• Items from a data source
***
//! Redis 캐시 구현.
//!
//! 자주 접근하는 시장 데이터에 대한 공유 캐시 레이어를 제공합니다.
//! 캔들 링은 LPUSH+LTRIM을 원자적 파이프라인으로 묶어 크기 상한이
//! 쓰기의 일부로 적용되도록 합니다.

use crate::keys;
use crate::store::{MarketStore, OrderBookSide};
use async_trait::async_trait;
use kquant_core::{
    Candle, Fill, IndicatorSnapshot, KquantError, KquantResult, MarketTick, Position, Symbol,
    Timeframe,
};
use redis::{aio::MultiplexedConnection, AsyncCommands};
use serde::{de::DeserializeOwned, Serialize};
use std::sync::Arc;
use tokio::sync::RwLock;
use tracing::info;

/// Redis 연결 래퍼.
#[derive(Clone)]
pub struct RedisStore {
    connection: Arc<RwLock<MultiplexedConnection>>,
}

impl RedisStore {
    /// 새로운 Redis 캐시 연결을 생성합니다.
    ///
    /// 시작 시 연결 실패는 기동 중단 사유입니다.
    pub async fn connect(url: &str) -> KquantResult<Self> {
        info!("Connecting to Redis...");

        let client = redis::Client::open(url).map_err(|e| KquantError::Cache(e.to_string()))?;
        let connection = client
            .get_multiplexed_async_connection()
            .await
            .map_err(|e| KquantError::Cache(e.to_string()))?;

        info!("Redis connection established");

        Ok(Self {
            connection: Arc::new(RwLock::new(connection)),
        })
    }

    async fn set_value<T: Serialize>(
        &self,
        key: &str,
        value: &T,
        ttl_secs: Option<u64>,
    ) -> KquantResult<()> {
        let json =
            serde_json::to_string(value).map_err(|e| KquantError::Serialization(e.to_string()))?;
        let mut conn = self.connection.write().await;
        match ttl_secs {
            Some(ttl) => {
                let _: () = conn
                    .set_ex(key, json, ttl)
                    .await
                    .map_err(|e| KquantError::Cache(e.to_string()))?;
            }
            None => {
                let _: () = conn
                    .set(key, json)
                    .await
                    .map_err(|e| KquantError::Cache(e.to_string()))?;
            }
        }
        Ok(())
    }

    async fn get_value<T: DeserializeOwned>(&self, key: &str) -> KquantResult<Option<T>> {
        let mut conn = self.connection.write().await;
        let value: Option<String> = conn
            .get(key)
            .await
            .map_err(|e| KquantError::Cache(e.to_string()))?;

        match value {
            Some(json) => serde_json::from_str(&json)
                .map(Some)
                .map_err(|e| KquantError::Serialization(e.to_string())),
            None => Ok(None),
        }
    }
}

#[async_trait]
impl MarketStore for RedisStore {
    async fn set_latest_tick(&self, tick: &MarketTick) -> KquantResult<()> {
        self.set_value(&keys::market(&tick.symbol), tick, Some(keys::MARKET_TTL_SECS))
            .await
    }

    async fn latest_tick(&self, symbol: &Symbol) -> KquantResult<Option<MarketTick>> {
        self.get_value(&keys::market(symbol)).await
    }

    async fn push_candle(&self, candle: &Candle, cap: usize) -> KquantResult<()> {
        let key = keys::candles(&candle.symbol, candle.timeframe);
        let json =
            serde_json::to_string(candle).map_err(|e| KquantError::Serialization(e.to_string()))?;

        // LPUSH + LTRIM을 하나의 원자적 파이프라인으로 실행
        let mut conn = self.connection.write().await;
        let _: () = redis::pipe()
            .atomic()
            .lpush(&key, json)
            .ltrim(&key, 0, cap.saturating_sub(1) as isize)
            .query_async(&mut *conn)
            .await
            .map_err(|e| KquantError::Cache(e.to_string()))?;
        Ok(())
    }

    async fn candles(
        &self,
        symbol: &Symbol,
        timeframe: Timeframe,
        limit: usize,
    ) -> KquantResult<Vec<Candle>> {
        let key = keys::candles(symbol, timeframe);
        let mut conn = self.connection.write().await;
        let entries: Vec<String> = conn
            .lrange(&key, 0, limit.saturating_sub(1) as isize)
            .await
            .map_err(|e| KquantError::Cache(e.to_string()))?;

        entries
            .iter()
            .map(|json| {
                serde_json::from_str(json).map_err(|e| KquantError::Serialization(e.to_string()))
            })
            .collect()
    }

    async fn head_candle(
        &self,
        symbol: &Symbol,
        timeframe: Timeframe,
    ) -> KquantResult<Option<Candle>> {
        let key = keys::candles(symbol, timeframe);
        let mut conn = self.connection.write().await;
        let head: Option<String> = conn
            .lindex(&key, 0)
            .await
            .map_err(|e| KquantError::Cache(e.to_string()))?;

        match head {
            Some(json) => serde_json::from_str(&json)
                .map(Some)
                .map_err(|e| KquantError::Serialization(e.to_string())),
            None => Ok(None),
        }
    }

    async fn set_indicators(&self, snapshot: &IndicatorSnapshot) -> KquantResult<()> {
        self.set_value(
            &keys::indicators(&snapshot.symbol, snapshot.timeframe),
            snapshot,
            Some(keys::INDICATORS_TTL_SECS),
        )
        .await
    }

    async fn indicators(
        &self,
        symbol: &Symbol,
        timeframe: Timeframe,
    ) -> KquantResult<Option<IndicatorSnapshot>> {
        self.get_value(&keys::indicators(symbol, timeframe)).await
    }

    async fn set_position(&self, position: &Position) -> KquantResult<()> {
        self.set_value(&keys::position(&position.symbol), position, None)
            .await
    }

    async fn position(&self, symbol: &Symbol) -> KquantResult<Option<Position>> {
        self.get_value(&keys::position(symbol)).await
    }

    async fn set_orderbook(
        &self,
        symbol: &Symbol,
        side: &str,
        book: &OrderBookSide,
    ) -> KquantResult<()> {
        self.set_value(
            &keys::orderbook(symbol, side),
            book,
            Some(keys::ORDERBOOK_TTL_SECS),
        )
        .await
    }

    async fn orderbook(&self, symbol: &Symbol, side: &str) -> KquantResult<Option<OrderBookSide>> {
        self.get_value(&keys::orderbook(symbol, side)).await
    }

    async fn push_trade(&self, fill: &Fill) -> KquantResult<()> {
        let key = keys::trades(&fill.symbol);
        let json =
            serde_json::to_string(fill).map_err(|e| KquantError::Serialization(e.to_string()))?;

        let mut conn = self.connection.write().await;
        let _: () = redis::pipe()
            .atomic()
            .lpush(&key, json)
            .ltrim(&key, 0, keys::TRADES_CAP as isize - 1)
            .query_async(&mut *conn)
            .await
            .map_err(|e| KquantError::Cache(e.to_string()))?;
        Ok(())
    }

    async fn trades(&self, symbol: &Symbol) -> KquantResult<Vec<Fill>> {
        let key = keys::trades(symbol);
        let mut conn = self.connection.write().await;
        let entries: Vec<String> = conn
            .lrange(&key, 0, keys::TRADES_CAP as isize - 1)
            .await
            .map_err(|e| KquantError::Cache(e.to_string()))?;

        entries
            .iter()
            .map(|json| {
                serde_json::from_str(json).map_err(|e| KquantError::Serialization(e.to_string()))
            })
            .collect()
    }

    async fn set_json(&self, key: &str, json: &str, ttl_secs: Option<u64>) -> KquantResult<()> {
        let mut conn = self.connection.write().await;
        match ttl_secs {
            Some(ttl) => {
                let _: () = conn
                    .set_ex(key, json, ttl)
                    .await
                    .map_err(|e| KquantError::Cache(e.to_string()))?;
            }
            None => {
                let _: () = conn
                    .set(key, json)
                    .await
                    .map_err(|e| KquantError::Cache(e.to_string()))?;
            }
        }
        Ok(())
    }

    async fn get_json(&self, key: &str) -> KquantResult<Option<String>> {
        let mut conn = self.connection.write().await;
        conn.get(key)
            .await
            .map_err(|e| KquantError::Cache(e.to_string()))
    }

    async fn delete(&self, key: &str) -> KquantResult<bool> {
        let mut conn = self.connection.write().await;
        let deleted: i64 = conn
            .del(key)
            .await
            .map_err(|e| KquantError::Cache(e.to_string()))?;
        Ok(deleted > 0)
    }

    async fn health_check(&self) -> KquantResult<bool> {
        let mut conn = self.connection.write().await;
        let result: String = redis::cmd("PING")
            .query_async(&mut *conn)
            .await
            .map_err(|e| KquantError::Cache(e.to_string()))?;
        Ok(result == "PONG")
    }
}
***
• Exercise details
Return, exactly as they stand, the lines from the start of the records above through the line with "pub struct RedisStore", both ends included, and no other lines.

• Task answer
//! Redis 캐시 구현.
//!
//! 자주 접근하는 시장 데이터에 대한 공유 캐시 레이어를 제공합니다.
//! 캔들 링은 LPUSH+LTRIM을 원자적 파이프라인으로 묶어 크기 상한이
//! 쓰기의 일부로 적용되도록 합니다.

use crate::keys;
use crate::store::{MarketStore, OrderBookSide};
use async_trait::async_trait;
use kquant_core::{
    Candle, Fill, IndicatorSnapshot, KquantError, KquantResult, MarketTick, Position, Symbol,
    Timeframe,
};
use redis::{aio::MultiplexedConnection, AsyncCommands};
use serde::{de::DeserializeOwned, Serialize};
use std::sync::Arc;
use tokio::sync::RwLock;
use tracing::info;

/// Redis 연결 래퍼.
#[derive(Clone)]
pub struct RedisStore {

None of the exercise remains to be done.